殴られたシーンのときと比べ、ゴミがだいぶ増えているのです。ゴッサムのゴミ処理問題は解決されていません。社会のボトムに生きている人々はゴミのように無視されて、ソーシャルクラスの間の亀裂が深まっていきます。アーサーはだんだん社会に見切りをつけて、カオスの象徴であるジョーカーへと変身します。
ジョーカーとなったアーサーがスタジオに向かう途中のシーンです。いつも歩いている階段を狂気のダンスをしながら、降りてきます。
このカットも逆光のなかですが、鮮やかなクラウン衣装をまとったジョーカー(アーサー)は今までと違います。背景のグレーと青が文明世界の秩序だとしたら、アーサーはそれと決別したのです。徹底的に秩序と対抗して、人並みから外れます。
画面奥にある二人の人影が入ることで、ジョーカーは他人の目線を気にしないことを表現しています。
憧れのコメディアンに誘われ、彼の番組の舞台に登場するシーンです。ジョーカーは笑いの対象にされることを知っていました。

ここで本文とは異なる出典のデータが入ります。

#[derive(Debug, Clone, Copy, PartialEq, Eq)]
enum TableCommand {
    MoveRow(isize),
    MoveCol(isize),
    Sort,
    ToggleRow,
    ToggleAll,
    HideColumn,
    ShowAll,
    ShiftColumn(isize),
    Resize(i64),
}

#[derive(Debug, Clone, PartialEq, Eq)]
struct TagPopup {
    row_id: i64,
    query: String,
    matches: Vec<Tag>,
    match_cursor: usize,
    tag_cursor: usize,
    colour: Option<TagColour>,
}

impl TagPopup {
    fn new(row_id: i64) -> Self {
        Self {
            row_id,
            query: String::new(),
            matches: Vec::new(),
            match_cursor: 0,
            tag_cursor: 0,
            colour: None,
        }
    }
}

#[derive(Debug, Clone, PartialEq, Eq)]
enum TagAction {
    Close,
    Refresh,
    AddExisting(String),
    Create(String, Option<TagColour>),
    Remove(String),
    Nothing,
}

#[derive(Debug, Clone, Copy, PartialEq, Eq)]
struct HeaderSpan {
    id: &'static str,
    start: u16,
    end: u16,
}

impl HeaderSpan {
    fn contains(&self, x: u16) -> bool {
        (self.start..self.end).contains(&x)
    }
}

struct ViewData {
    ingredients: Page<Ingredient>,
    ingredients_table: LayoutTable<IngredientRow>,
    ingredients_cursor: TableCursor,
    price_changes: Vec<PriceChangeRow>,
    dashboard_table: LayoutTable<PriceChangeRow>,
    dashboard_cursor: TableCursor,
    dashboard_page: usize,
    tag_editor: TagEditor,
    price_editor: PriceEditor,
    tag_popup: Option<TagPopup>,
    detail: Option<Ingredient>,
    pressed_header: Option<&'static str>,
    help_visible: bool,
    status_token: u64,
}

impl ViewData {
    fn new(layout_store: Rc<dyn LayoutStore>) -> Self {
        let mut ingredients_table = DataTable::new(
            TableConfig::new(INGREDIENTS_STORAGE_KEY),
            Rc::clone(&layout_store),
            ingredient_columns(),
        );
        let mut dashboard_table = DataTable::new(
            TableConfig::new(DASHBOARD_STORAGE_KEY),
            layout_store,
            price_change_columns(),
        );
        measure_columns(&mut ingredients_table);
        measure_columns(&mut dashboard_table);
        Self {
            ingredients: Page::empty(INGREDIENTS_PER_PAGE),
            ingredients_table,
            ingredients_cursor: TableCursor::default(),
            price_changes: Vec::new(),
            dashboard_table,
            dashboard_cursor: TableCursor::default(),
            dashboard_page: 1,
            tag_editor: TagEditor::default(),
            price_editor: PriceEditor::default(),
            tag_popup: None,
            detail: None,
            pressed_header: None,
            help_visible: false,
            status_token: 0,
        }
    }

    fn cancel_gestures(&mut self) {
        self.ingredients_table.layout_mut().cancel_gesture();
        self.dashboard_table.layout_mut().cancel_gesture();
        self.pressed_header = None;
    }
}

強烈な色が画面を充満しています。ここの逆光は観客とジョーカーの距離を表現していると同時に、幕の色を強調したのです。鮮やかな色は精神の不安定を表現しているなら(ゴッホの『ひまわり』)、狂気に満ちているのはジョーカーより、幕明けを待っている観客かもしれません。
まとめ
『ジョーカー』の撮影にはもっといろんなテクニクが使われていて、話しきれないくらい多いです。
色調が原作の年代感を感じさせながらも、青と黄色の二つに統一されて、フィルムの感覚をしました。インタビューによると、ローレンスのチームは事前にかなり工夫してLUT(プリセット)を作り込んだらしいです。しかも最初フィルムで撮りたかったのだが、予算の関係でやめたそうです。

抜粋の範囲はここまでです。